Starting at the first line below, copy through to the last line exactly.
### DATA PROVIDED ###
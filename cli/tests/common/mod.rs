//! In-memory chain that records every round trip

#![allow(dead_code)]

use anyhow::{anyhow, Result};
use prediction_market_cli::{
    settings::Settings,
    state::{LpInfo, Market, MarketConfig, ProgramAccount, UserInfo},
    ChainClient, ClusterContext,
};
use solana_sdk::{
    commitment_config::CommitmentConfig,
    hash::Hash,
    pubkey::Pubkey,
    signature::{Keypair, Signature},
    transaction::Transaction,
};
use std::cell::RefCell;
use std::collections::HashMap;
use std::str::FromStr;

pub const YES: &str = "A5LmU5ZciBaJZKT9u59tasTDNrdMpGAo4WkGhmTkoBBA";
pub const NO: &str = "9jnqZhBjuAjmj6qwmGBAm7ftok437prs6WkgcfLnKzrr";

pub fn key(s: &str) -> Pubkey {
    Pubkey::from_str(s).unwrap()
}

#[derive(Debug, Clone, PartialEq, Eq)]
pub enum Call {
    Blockhash,
    Send {
        signers: Vec<Pubkey>,
        instructions: usize,
        verified: bool,
    },
    Fetch(Pubkey),
}

#[derive(Default)]
pub struct FakeChain {
    calls: RefCell<Vec<Call>>,
    accounts: RefCell<HashMap<Pubkey, Vec<u8>>>,
    /// Served for any address not in `accounts`
    fallback: Option<Vec<u8>>,
    send_error: Option<String>,
}

impl FakeChain {
    pub fn new() -> Self {
        Self::default()
    }

    pub fn with_account<T: ProgramAccount>(self, address: Pubkey, account: &T) -> Self {
        self.accounts
            .borrow_mut()
            .insert(address, account.to_account_data().unwrap());
        self
    }

    pub fn with_fallback<T: ProgramAccount>(mut self, account: &T) -> Self {
        self.fallback = Some(account.to_account_data().unwrap());
        self
    }

    pub fn failing_send(mut self, error: &str) -> Self {
        self.send_error = Some(error.to_string());
        self
    }

    pub fn calls(&self) -> Vec<Call> {
        self.calls.borrow().clone()
    }

    pub fn sends(&self) -> Vec<Call> {
        self.calls()
            .into_iter()
            .filter(|c| matches!(c, Call::Send { .. }))
            .collect()
    }

    /// Calls made after the last submission
    pub fn after_send(&self) -> Vec<Call> {
        let calls = self.calls();
        match calls.iter().rposition(|c| matches!(c, Call::Send { .. })) {
            Some(i) => calls[i + 1..].to_vec(),
            None => Vec::new(),
        }
    }
}

impl ChainClient for FakeChain {
    async fn latest_blockhash(&self) -> Result<Hash> {
        self.calls.borrow_mut().push(Call::Blockhash);
        Ok(Hash::new_unique())
    }

    async fn send_and_confirm(&self, transaction: &Transaction) -> Result<Signature> {
        let required = transaction.message.header.num_required_signatures as usize;
        self.calls.borrow_mut().push(Call::Send {
            signers: transaction.message.account_keys[..required].to_vec(),
            instructions: transaction.message.instructions.len(),
            verified: transaction.verify().is_ok(),
        });

        match &self.send_error {
            Some(err) => Err(anyhow!(err.clone())),
            None => Ok(transaction.signatures[0]),
        }
    }

    async fn account_data(&self, address: &Pubkey) -> Result<Vec<u8>> {
        self.calls.borrow_mut().push(Call::Fetch(*address));
        self.accounts
            .borrow()
            .get(address)
            .cloned()
            .or_else(|| self.fallback.clone())
            .ok_or_else(|| anyhow!("AccountNotFound: pubkey={}", address))
    }
}

pub fn context() -> ClusterContext {
    let settings = Settings::default();
    ClusterContext {
        endpoint: "https://api.devnet.solana.com".to_string(),
        commitment: CommitmentConfig::confirmed(),
        payer: Keypair::new(),
        program_id: settings.program_id().unwrap(),
        settings,
    }
}

pub fn sample_config(authority: &Pubkey, team_wallet: &Pubkey) -> MarketConfig {
    MarketConfig {
        authority: authority.to_bytes(),
        pending_authority: [0u8; 32],
        team_wallet: team_wallet.to_bytes(),
        platform_buy_fee: 100,
        platform_sell_fee: 100,
        lp_buy_fee: 20,
        lp_sell_fee: 20,
        token_supply_config: 1_000_000_000_000_000,
        token_decimals_config: 6,
        initial_real_token_reserves_config: 1_000_000_000,
        min_sol_liquidity: 5_000_000_000,
        initialized: true,
    }
}

pub fn sample_market(yes: &Pubkey, no: &Pubkey, lp: &Pubkey) -> Market {
    Market {
        yes_token_mint: yes.to_bytes(),
        no_token_mint: no.to_bytes(),
        creator: lp.to_bytes(),
        initial_yes_token_reserves: 1_000_000_000_000_000,
        real_yes_token_reserves: 1_000_000_000_000_000,
        real_yes_sol_reserves: 1_000_000_000,
        token_yes_total_supply: 1_000_000_000_000_000,
        initial_no_token_reserves: 1_000_000_000_000_000,
        real_no_token_reserves: 1_000_000_000_000_000,
        real_no_sol_reserves: 1_000_000_000,
        token_no_total_supply: 1_000_000_000_000_000,
        is_completed: false,
        start_slot: None,
        ending_slot: None,
        lps: vec![LpInfo {
            user: lp.to_bytes(),
            sol_amount: 2_000_000_000,
        }],
        total_lp_amount: 2_000_000_000,
    }
}

pub fn sample_user_info(user: &Pubkey) -> UserInfo {
    UserInfo {
        user: user.to_bytes(),
        yes_balance: 0,
        no_balance: 0,
        is_lp: true,
        is_initialized: true,
    }
}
###
> SOLUTION TO THE PROBLEM:
filename cli/tests/common/mod.rs
//! In-memory chain that records every round trip

#![allow(dead_code)]

use anyhow::{anyhow, Result};
use prediction_market_cli::{
    settings::Settings,
    state::{LpInfo, Market, MarketConfig, ProgramAccount, UserInfo},
    ChainClient, ClusterContext,
};
use solana_sdk::{
    commitment_config::CommitmentConfig,
    hash::Hash,
    pubkey::Pubkey,
    signature::{Keypair, Signature},
    transaction::Transaction,
};
use std::cell::RefCell;
use std::collections::HashMap;
use std::str::FromStr;

pub const YES: &str = "A5LmU5ZciBaJZKT9u59tasTDNrdMpGAo4WkGhmTkoBBA";
pub const NO: &str = "9jnqZhBjuAjmj6qwmGBAm7ftok437prs6WkgcfLnKzrr";

pub fn key(s: &str) -> Pubkey {
    Pubkey::from_str(s).unwrap()
}

#[derive(Debug, Clone, PartialEq, Eq)]
pub enum Call {
    Blockhash,
    Send {
        signers: Vec<Pubkey>,
        instructions: usize,
        verified: bool,
    },
    Fetch(Pubkey),
}

#[derive(Default)]
pub struct FakeChain {
    calls: RefCell<Vec<Call>>,
    accounts: RefCell<HashMap<Pubkey, Vec<u8>>>,
    /// Served for any address not in `accounts`
    fallback: Option<Vec<u8>>,
    send_error: Option<String>,
}

impl FakeChain {
    pub fn new() -> Self {
        Self::default()
    }

    pub fn with_account<T: ProgramAccount>(self, address: Pubkey, account: &T) -> Self {
        self.accounts
            .borrow_mut()
            .insert(address, account.to_account_data().unwrap());
        self
    }

    pub fn with_fallback<T: ProgramAccount>(mut self, account: &T) -> Self {
        self.fallback = Some(account.to_account_data().unwrap());
        self
    }

    pub fn failing_send(mut self, error: &str) -> Self {
        self.send_error = Some(error.to_string());
        self
    }

    pub fn calls(&self) -> Vec<Call> {
        self.calls.borrow().clone()
    }

    pub fn sends(&self) -> Vec<Call> {
        self.calls()
            .into_iter()
            .filter(|c| matches!(c, Call::Send { .. }))
            .collect()
    }

    /// Calls made after the last submission
    pub fn after_send(&self) -> Vec<Call> {
        let calls = self.calls();
        match calls.iter().rposition(|c| matches!(c, Call::Send { .. })) {
            Some(i) => calls[i + 1..].to_vec(),
            None => Vec::new(),
        }
    }
}

impl ChainClient for FakeChain {
    async fn latest_blockhash(&self) -> Result<Hash> {
        self.calls.borrow_mut().push(Call::Blockhash);
        Ok(Hash::new_unique())
    }

    async fn send_and_confirm(&self, transaction: &Transaction) -> Result<Signature> {
        let required = transaction.message.header.num_required_signatures as usize;
        self.calls.borrow_mut().push(Call::Send {
            signers: transaction.message.account_keys[..required].to_vec(),
            instructions: transaction.message.instructions.len(),
            verified: transaction.verify().is_ok(),
        });

        match &self.send_error {
            Some(err) => Err(anyhow!(err.clone())),
            None => Ok(transaction.signatures[0]),
        }
    }

    async fn account_data(&self, address: &Pubkey) -> Result<Vec<u8>> {
        self.calls.borrow_mut().push(Call::Fetch(*address));
        self.accounts
            .borrow()
            .get(address)
            .cloned()
            .or_else(|| self.fallback.clone())
            .ok_or_else(|| anyhow!("AccountNotFound: pubkey={}", address))
    }
}

pub fn context() -> ClusterContext {
    let settings = Settings::default();
    ClusterContext {
        endpoint: "https://api.devnet.solana.com".to_string(),
        commitment: CommitmentConfig::confirmed(),
        payer: Keypair::new(),
        program_id: settings.program_id().unwrap(),
        settings,
    }
}

pub fn sample_config(authority: &Pubkey, team_wallet: &Pubkey) -> MarketConfig {
    MarketConfig {
        authority: authority.to_bytes(),
        pending_authority: [0u8; 32],
        team_wallet: team_wallet.to_bytes(),
        platform_buy_fee: 100,
        platform_sell_fee: 100,
        lp_buy_fee: 20,
        lp_sell_fee: 20,
        token_supply_config: 1_000_000_000_000_000,
        token_decimals_config: 6,
        initial_real_token_reserves_config: 1_000_000_000,
        min_sol_liquidity: 5_000_000_000,
        initialized: true,
    }
}

pub fn sample_market(yes: &Pubkey, no: &Pubkey, lp: &Pubkey) -> Market {
    Market {
        yes_token_mint: yes.to_bytes(),
        no_token_mint: no.to_bytes(),
        creator: lp.to_bytes(),
        initial_yes_token_reserves: 1_000_000_000_000_000,
        real_yes_token_reserves: 1_000_000_000_000_000,
        real_yes_sol_reserves: 1_000_000_000,
        token_yes_total_supply: 1_000_000_000_000_000,
        initial_no_token_reserves: 1_000_000_000_000_000,
        real_no_token_reserves: 1_000_000_000_000_000,
        real_no_sol_reserves: 1_000_000_000,
        token_no_total_supply: 1_000_000_000_000_000,
        is_completed: false,
        start_slot: None,
        ending_slot: None,
        lps: vec![LpInfo {
            user: lp.to_bytes(),
            sol_amount: 2_000_000_000,
        }],
        total_lp_amount: 2_000_000_000,
    }
}

pub fn sample_user_info(user: &Pubkey) -> UserInfo {
    UserInfo {
        user: user.to_bytes(),
        yes_balance: 0,
        no_balance: 0,
        is_lp: true,
        is_initialized: true,
    }
}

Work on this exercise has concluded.